Rosie Smith, an 18-year-old from London, tells me she has been reading Edith Wharton lately, “and it’s writers like that, who have been in societies where women didn’t really mean anything at all, who I really look up to.”
On the other hand, their stories can feel too removed from our own to provide any useful guide.
Fortunately, role models can come in different guises. As a teenager, I found the very phrase a bit repulsive and would have found the idea of looking up to someone honorable but antiseptic — a total non-starter. But during that period — the 80s and early 90s — there were a lot of women in the public eye, real and fictional, who bucked the present trends in one very specific, very important way: They didn’t seem overwhelmingly interested in appealing to men. There was Marmalade Atkins, Roseanne Barr, Floella Benjamin, Cyndi Lauper, Oprah Winfrey, Martina Navratilova, Elaine from Seinfeld, the Guerrilla Girls, the women of the Riot Grrrl movement. These women were savvy and self-possessed. They did what they wanted. They had interests. They had talents. They took care of business. They were, in their own way, distinctly powerful.
There are, of course, women like this in the public eye now, but they are not necessarily the people whom the media choose to focus on. Some are celebrated on Moore’s Web site — Shanaze Reade, the champion BMX racer; Rebecca Adlington, the double Olympic gold medalist; Marjane Satrapi, the graphic novelist and animated film director; Majora Carter, environmentalist; Martha Lane Fox, businesswoman; Lubna Hussein, Sudanese women’s rights activist. To that list, I would add Meryl Streep, who appears to be having more fun in her early 60s than ever before; the women of the feminist groups Southall Black Sisters and Object; actor Mo’nique and Venus and Serena Williams, who have dominated their sport while developing all kinds of other interests as well.

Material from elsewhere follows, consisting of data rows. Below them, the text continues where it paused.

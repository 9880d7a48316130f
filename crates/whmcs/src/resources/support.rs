//! Support procedures

use super::resource;
use crate::{classify::Outcome, error::Result, types::*};

resource! {
    /// Support API resource.
    Support
}

impl Support {
    /// Publish an announcement.
    pub async fn add_announcement(
        &self,
        request: &AddAnnouncementRequest,
    ) -> Result<AnnouncementIdResponse> {
        self.client.execute(request).await
    }

    /// List announcements.
    pub async fn get_announcements(
        &self,
        request: &GetAnnouncementsRequest,
    ) -> Result<GetAnnouncementsResponse> {
        self.client.execute(request).await
    }

    /// Delete an announcement.
    pub async fn delete_announcement(
        &self,
        request: &DeleteAnnouncementRequest,
    ) -> Result<AnnouncementIdResponse> {
        self.client.execute(request).await
    }

    /// Request cancellation of a service.
    pub async fn add_cancel_request(
        &self,
        request: &AddCancelRequest,
    ) -> Result<AddCancelRequestResponse> {
        self.client.execute(request).await
    }

    /// Add a note to a client account.
    pub async fn add_client_note(
        &self,
        request: &AddClientNoteRequest,
    ) -> Result<AddClientNoteResponse> {
        self.client.execute(request).await
    }

    /// Open a ticket.
    pub async fn open_ticket(&self, request: &OpenTicketRequest) -> Result<OpenTicketResponse> {
        self.client.execute(request).await
    }

    /// Add a staff note to a ticket.
    pub async fn add_ticket_note(&self, request: &AddTicketNoteRequest) -> Result<Ack> {
        self.client.execute(request).await
    }

    /// Reply to a ticket.
    pub async fn add_ticket_reply(&self, request: &AddTicketReplyRequest) -> Result<Ack> {
        self.client.execute(request).await
    }

    /// Update a ticket.
    pub async fn update_ticket(&self, request: &UpdateTicketRequest) -> Result<TicketIdResponse> {
        self.client.execute(request).await
    }

    /// Merge other tickets into a ticket.
    pub async fn merge_ticket(&self, request: &MergeTicketRequest) -> Result<TicketIdResponse> {
        self.client.execute(request).await
    }

    /// Block the sender of a ticket.
    ///
    /// Registered clients cannot be blocked; the platform answers
    /// `A Client Cannot Be Blocked`.
    pub async fn block_ticket_sender(&self, request: &BlockTicketSenderRequest) -> Result<Ack> {
        self.client.execute(request).await
    }

    /// [`Support::block_ticket_sender`], classified.
    pub async fn block_ticket_sender_classified(
        &self,
        request: &BlockTicketSenderRequest,
    ) -> Outcome<Ack> {
        self.client.execute_classified(request).await
    }

    /// Edit a ticket reply.
    pub async fn update_ticket_reply(
        &self,
        request: &UpdateTicketReplyRequest,
    ) -> Result<UpdateTicketReplyResponse> {
        self.client.execute(request).await
    }

    /// Delete a ticket reply.
    pub async fn delete_ticket_reply(&self, request: &DeleteTicketReplyRequest) -> Result<Ack> {
        self.client.execute(request).await
    }

    /// Delete a ticket note.
    pub async fn delete_ticket_note(&self, request: &DeleteTicketNoteRequest) -> Result<Ack> {
        self.client.execute(request).await
    }

    /// Delete a ticket.
    pub async fn delete_ticket(&self, request: &DeleteTicketRequest) -> Result<Ack> {
        self.client.execute(request).await
    }
}
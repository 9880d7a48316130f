//! Products, orders, client services and provisioning module commands

use super::common::{Ack, Extra, Id, ResultStatus, empty_as_default, lenient_f64, lenient_u64, one_or_many};
use crate::action::{ApiRequest, api_request};
use crate::error::Result;
use crate::params::{IndexStyle, Params};
use crate::validation::{require_any, require_id, require_non_empty, require_non_negative};
use chrono::NaiveDate;
use derive_builder::Builder;
use serde::{Deserialize, Serialize};

/// Billing cycle of a product or service.
#[derive(Debug, Clone, Copy, PartialEq, Eq, Serialize, Deserialize)]
#[serde(rename_all = "lowercase")]
pub enum BillingCycle {
    /// No charge
    Free,
    /// Single payment
    Onetime,
    /// Every month
    Monthly,
    /// Every three months
    Quarterly,
    /// Every six months
    Semiannually,
    /// Every year
    Annually,
    /// Every two years
    Biennially,
    /// Every three years
    Triennially,
}

// ---------------------------------------------------------------------------
// Products
// ---------------------------------------------------------------------------

/// Product kind.
#[derive(Debug, Clone, Copy, PartialEq, Eq, Serialize, Deserialize)]
#[serde(rename_all = "lowercase")]
pub enum ProductType {
    /// Shared hosting account
    Hostingaccount,
    /// Reseller account
    Reselleraccount,
    /// Dedicated or virtual server
    Server,
    /// Anything else
    Other,
}

/// `AddProduct` parameters.
#[derive(Debug, Clone, Serialize, Builder)]
#[builder(setter(into, strip_option), build_fn(error = "crate::Error"))]
pub struct AddProductRequest {
    /// Product name
    pub name: String,
    /// Product group the product belongs to
    pub gid: Id,
    /// Product kind
    #[serde(rename = "type")]
    pub product_type: ProductType,
    /// URL slug
    #[builder(default)]
    pub slug: Option<String>,
    /// Description
    #[builder(default)]
    pub description: Option<String>,
    /// Hide from the order form
    #[builder(default)]
    pub hidden: Option<bool>,
    /// `free`, `onetime` or `recurring`
    #[builder(default)]
    pub paytype: Option<String>,
    /// Provisioning module name
    #[builder(default)]
    pub module: Option<String>,
    /// `on`, `order`, `payment` or empty
    #[builder(default)]
    pub autosetup: Option<String>,
}
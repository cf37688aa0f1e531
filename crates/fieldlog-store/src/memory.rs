//! In-memory record store.
//!
//! Same blob contract as the file store, over a process-local map. Used by
//! tests and ephemeral sessions; going through the JSON codec keeps its
//! behavior aligned with what the file store would do with the same data.

use std::collections::HashMap;

use async_trait::async_trait;
use tokio::sync::RwLock;

use fieldlog_core::domain::Observation;
use fieldlog_core::ports::{RecordStore, StoreError};

use crate::file::OBSERVATIONS_KEY;

/// Record store over an in-process key-value map.
#[derive(Debug, Default)]
pub struct MemoryRecordStore {
    blobs: RwLock<HashMap<String, String>>,
}

impl MemoryRecordStore {
    /// Create an empty store.
    #[must_use]
    pub fn new() -> Self {
        Self::default()
    }

    /// Seed the observations blob with arbitrary content.
    ///
    /// Lets tests set up states a well-behaved writer never produces,
    /// such as duplicate ids or undecodable JSON.
    #[cfg(any(test, feature = "test-utils"))]
    pub async fn seed_raw(&self, json: impl Into<String>) {
        self.blobs
            .write()
            .await
            .insert(OBSERVATIONS_KEY.to_string(), json.into());
    }
}

#[async_trait]
impl RecordStore for MemoryRecordStore {
    async fn read_all(&self) -> Result<Vec<Observation>, StoreError> {
        let blobs = self.blobs.read().await;

        match blobs.get(OBSERVATIONS_KEY) {
            Some(json) => serde_json::from_str(json).map_err(|e| StoreError::Serialization {
                reason: format!("undecodable observations blob: {e}"),
            }),
            None => Ok(Vec::new()),
        }
    }

    async fn write_all(&self, records: &[Observation]) -> Result<(), StoreError> {
        let json = serde_json::to_string(records).map_err(|e| StoreError::Serialization {
            reason: e.to_string(),
        })?;

        self.blobs
            .write()
            .await
            .insert(OBSERVATIONS_KEY.to_string(), json);
        Ok(())
    }
}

If only the mainstream media were less interested in picking over the tribulations of women often barely out of their teens, who would, in most cases, never want to be a role model or claim to be one, but who become, by default, all that their peers ever get to see.

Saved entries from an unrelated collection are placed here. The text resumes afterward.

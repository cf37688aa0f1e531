//! Cross-view change signaling.
//!
//! Views never talk to each other directly. After a successful mutation
//! the mutating surface publishes a change event on the shared bus; every
//! subscribed surface re-fetches from the repository, so storage stays the
//! single source of truth. Delivery is asynchronous over a broadcast
//! channel rather than a synchronous listener registry, which keeps a slow
//! subscriber from stalling the publisher.

use serde::{Deserialize, Serialize};
use tokio::sync::broadcast;

/// Default broadcast capacity. Slow subscribers that fall further behind
/// than this observe a lag and must re-fetch.
pub const DEFAULT_BUS_CAPACITY: usize = 64;

/// A change to the observation collection.
///
/// There is deliberately one coarse variant with no payload: subscribers
/// converge by re-reading storage, never by patching their own state from
/// event data.
#[derive(Debug, Clone, Copy, PartialEq, Eq, Serialize, Deserialize)]
#[serde(tag = "type", rename_all = "snake_case")]
pub enum ChangeEvent {
    /// The persisted collection changed in some way; re-fetch to see how.
    CollectionChanged,
}

impl ChangeEvent {
    /// Stable topic name for logs and external listeners.
    #[must_use]
    pub const fn event_name(&self) -> &'static str {
        match self {
            Self::CollectionChanged => "observations:changed",
        }
    }
}

/// Broadcast bus carrying [`ChangeEvent`]s between views.
///
/// Cloning is cheap; every surface in a process shares one bus. Publishing
/// with zero subscribers is a no-op, not an error.
#[derive(Debug, Clone)]
pub struct ChangeBus {
    sender: broadcast::Sender<ChangeEvent>,
}

impl ChangeBus {
    /// Create a bus with the specified channel capacity.
    #[must_use]
    pub fn new(capacity: usize) -> Self {
        let (sender, _) = broadcast::channel(capacity);
        Self { sender }
    }

    /// Create a bus with default capacity.
    #[must_use]
    pub fn with_defaults() -> Self {
        Self::new(DEFAULT_BUS_CAPACITY)
    }

    /// Publish an event to all current subscribers.
    pub fn publish(&self, event: ChangeEvent) {
        // Ignore send errors (no subscribers is fine)
        let _ = self.sender.send(event);
    }

    /// Subscribe to events published after this call.
    #[must_use]
    pub fn subscribe(&self) -> broadcast::Receiver<ChangeEvent> {
        self.sender.subscribe()
    }

    /// Get the number of active subscribers.
    #[must_use]
    pub fn subscriber_count(&self) -> usize {
        self.sender.receiver_count()
    }
}

impl Default for ChangeBus {
    fn default() -> Self {
        Self::with_defaults()
    }
}

#[cfg(test)]
mod tests {
    use super::*;

    #[test]
    fn event_names_are_stable() {
        // External listeners key on these strings; changing one is a break.
        assert_eq!(
            ChangeEvent::CollectionChanged.event_name(),
            "observations:changed"
        );
    }

    #[test]
    fn event_serializes_with_type_tag() {
        let json = serde_json::to_string(&ChangeEvent::CollectionChanged).unwrap();
        assert_eq!(json, r#"{"type":"collection_changed"}"#);
    }

    #[tokio::test]
    async fn publish_without_subscribers_is_a_noop() {
        let bus = ChangeBus::with_defaults();
        assert_eq!(bus.subscriber_count(), 0);

        // Must not panic or error
        bus.publish(ChangeEvent::CollectionChanged);
    }

    #[tokio::test]
    async fn subscriber_receives_published_event() {
        let bus = ChangeBus::with_defaults();
        let mut receiver = bus.subscribe();
        assert_eq!(bus.subscriber_count(), 1);

        bus.publish(ChangeEvent::CollectionChanged);

        let event = receiver.recv().await.unwrap();
        assert_eq!(event, ChangeEvent::CollectionChanged);
    }

    #[tokio::test]
    async fn every_subscriber_sees_every_event() {
        let bus = ChangeBus::with_defaults();
        let mut first = bus.subscribe();
        let mut second = bus.subscribe();

        bus.publish(ChangeEvent::CollectionChanged);
        bus.publish(ChangeEvent::CollectionChanged);

        for receiver in [&mut first, &mut second] {
            assert_eq!(receiver.recv().await.unwrap(), ChangeEvent::CollectionChanged);
            assert_eq!(receiver.recv().await.unwrap(), ChangeEvent::CollectionChanged);
        }
    }

    #[tokio::test]
    async fn subscription_starts_at_the_present() {
        let bus = ChangeBus::with_defaults();
        bus.publish(ChangeEvent::CollectionChanged);

        // Subscribed after the publish: nothing pending.
        let mut receiver = bus.subscribe();
        assert!(matches!(
            receiver.try_recv(),
            Err(broadcast::error::TryRecvError::Empty)
        ));
    }
}
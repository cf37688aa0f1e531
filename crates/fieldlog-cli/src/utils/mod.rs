//! Shared CLI utilities.

pub mod input;
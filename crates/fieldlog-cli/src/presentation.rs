//! Table formatting utilities for CLI output.

/// Truncates a string to a maximum length, adding "..." if needed.
///
/// Cuts only at character boundaries, so multi-byte names survive.
///
/// # Examples
///
/// ```rust
/// use fieldlog_cli::presentation::truncate_string;
///
/// assert_eq!(truncate_string("Hello", 10), "Hello");
/// assert_eq!(truncate_string("Hello World", 8), "Hello...");
/// ```
pub fn truncate_string(s: &str, max_len: usize) -> String {
    if s.len() <= max_len {
        return s.to_string();
    }

    let mut cut = max_len.saturating_sub(3);
    while !s.is_char_boundary(cut) {
        cut -= 1;
    }
    format!("{}...", &s[..cut])
}

/// Print a horizontal separator line.
pub fn print_separator(width: usize) {
    println!("{}", "-".repeat(width));
}

/// Format an optional value for table display, returning a default if None.
pub fn format_optional<T: std::fmt::Display>(value: &Option<T>, default: &str) -> String {
    match value {
        Some(v) => v.to_string(),
        None => default.to_string(),
    }
}
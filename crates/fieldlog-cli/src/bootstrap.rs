//! CLI bootstrap - the composition root.
//!
//! This module is the ONLY place where infrastructure is wired together
//! for the CLI adapter: record store (via fieldlog-store), repository,
//! change bus and view model (via fieldlog-core). Command handlers receive
//! the composed `CliContext` and go through the view model, so the CLI
//! follows the same mutate, refresh, publish protocol as any other screen.

use std::path::PathBuf;
use std::sync::Arc;

use anyhow::Result;
use tracing::debug;

use fieldlog_core::events::ChangeBus;
use fieldlog_core::paths::{data_root, store_dir};
use fieldlog_core::repository::ObservationRepository;
use fieldlog_core::viewmodel::ObservationsViewModel;
use fieldlog_store::StoreFactory;

/// Bootstrap configuration for the CLI.
#[derive(Debug, Clone)]
pub struct CliConfig {
    /// Root directory for application data.
    pub data_root: PathBuf,
    /// Directory holding the record store.
    pub store_dir: PathBuf,
}

impl CliConfig {
    /// Create config with default paths.
    pub fn with_defaults() -> Result<Self> {
        Ok(Self {
            data_root: data_root()?,
            store_dir: store_dir()?,
        })
    }

    /// Create config rooted at an explicit data directory.
    #[must_use]
    pub fn with_data_dir(dir: &str) -> Self {
        let data_root = PathBuf::from(dir);
        Self {
            store_dir: data_root.join("store"),
            data_root,
        }
    }
}

/// Fully composed application context for CLI commands.
pub struct CliContext {
    view: ObservationsViewModel,
    data_root: PathBuf,
    store_dir: PathBuf,
}

impl CliContext {
    /// Access the observation view model.
    pub fn view(&self) -> &ObservationsViewModel {
        &self.view
    }

    /// Resolved data root directory.
    pub fn data_root(&self) -> &PathBuf {
        &self.data_root
    }

    /// Resolved record store directory.
    pub fn store_dir(&self) -> &PathBuf {
        &self.store_dir
    }
}

/// Bootstrap the CLI application.
///
/// This is the composition root. It:
/// 1. Opens the file-backed record store
/// 2. Builds the repository over it
/// 3. Creates the change bus and the view model for this session
///
/// # Arguments
///
/// * `config` - CLI configuration options
///
/// # Returns
///
/// A fully composed `CliContext` ready for command dispatch.
pub fn bootstrap(config: CliConfig) -> Result<CliContext> {
    // 1. Open the record store
    let store = StoreFactory::open_at(&config.store_dir)?;
    debug!(store_dir = %config.store_dir.display(), "Record store opened");

    // 2. Build the repository
    let repository = Arc::new(ObservationRepository::new(store));

    // 3. Change bus and the session's view model
    // A one-shot CLI session publishes into the bus but never mounts a
    // listener; there is no second screen in this process to converge.
    let bus = ChangeBus::with_defaults();
    let view = ObservationsViewModel::new(repository, bus);

    Ok(CliContext {
        view,
        data_root: config.data_root,
        store_dir: config.store_dir,
    })
}
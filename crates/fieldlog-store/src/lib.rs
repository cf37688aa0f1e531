//! Record store implementations for fieldlog.
//!
//! Adapters behind the `fieldlog_core::ports::RecordStore` port: a
//! file-backed store for real data and an in-memory store for tests. Both
//! hold the observation collection as a single JSON blob under one logical
//! key, so swapping backends never changes collection semantics.

#![deny(unsafe_code)]

pub mod factory;
mod file;
mod memory;

// Re-export store types for convenient access
pub use factory::StoreFactory;
pub use file::FileRecordStore;
pub use memory::MemoryRecordStore;
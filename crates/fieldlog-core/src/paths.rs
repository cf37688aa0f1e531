//! Path resolution for fieldlog data.
//!
//! Provides semantic errors for path operations and a single resolution
//! order shared by every adapter, so all surfaces read and write the same
//! store.

use std::env;
use std::fs;
use std::path::PathBuf;

use thiserror::Error;

/// Environment variable overriding the data root.
pub const DATA_DIR_ENV: &str = "FIELDLOG_DATA_DIR";

/// Errors that can occur during path resolution and directory operations.
#[derive(Debug, Error)]
pub enum PathError {
    /// Could not determine the system data directory.
    #[error("Cannot determine system data directory")]
    NoDataDir,

    /// Failed to create a directory.
    #[error("Failed to create directory {path}: {reason}")]
    CreateFailed { path: PathBuf, reason: String },
}

/// Get the root directory for application data.
///
/// Resolution order:
/// 1. `FIELDLOG_DATA_DIR` environment variable (highest priority,
///    returned as given)
/// 2. System data directory (e.g. `~/.local/share/fieldlog`), created if
///    missing
pub fn data_root() -> Result<PathBuf, PathError> {
    resolve_data_root(env::var(DATA_DIR_ENV).ok(), dirs::data_local_dir())
}

/// Get the directory holding the record store.
///
/// Returns the `store/` subdirectory of the data root, created if it
/// doesn't exist.
pub fn store_dir() -> Result<PathBuf, PathError> {
    let dir = data_root()?.join("store");

    fs::create_dir_all(&dir).map_err(|e| PathError::CreateFailed {
        path: dir.clone(),
        reason: e.to_string(),
    })?;

    Ok(dir)
}

/// Pure resolution step, separated so tests can drive it without touching
/// process environment.
fn resolve_data_root(
    env_override: Option<String>,
    platform_dir: Option<PathBuf>,
) -> Result<PathBuf, PathError> {
    // 1. Runtime override (highest priority)
    if let Some(path) = env_override {
        return Ok(PathBuf::from(path));
    }

    // 2. System data directory
    let data_dir = platform_dir.ok_or(PathError::NoDataDir)?;
    let root = data_dir.join("fieldlog");

    if !root.exists() {
        fs::create_dir_all(&root).map_err(|e| PathError::CreateFailed {
            path: root.clone(),
            reason: e.to_string(),
        })?;
    }

    Ok(root)
}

On the plus side, the circus surrounding Hilton and her ilk seems to be moving on to some degree. And there was such a negative response to the devoted wifeyness on show in the election campaign that hopefully, in years to come, that obsessive coverage will seem a strange, anomalous blip.
Moore says she often faces criticism of what she is doing, but keeps at it anyway.
“People ask why, as the mother of two young boys, I’m interested in this,” she says. “And I think, well, I don’t want my boys growing up thinking that this is what women are, or that this is all that women want to be.”
Strong female role models would benefit us all.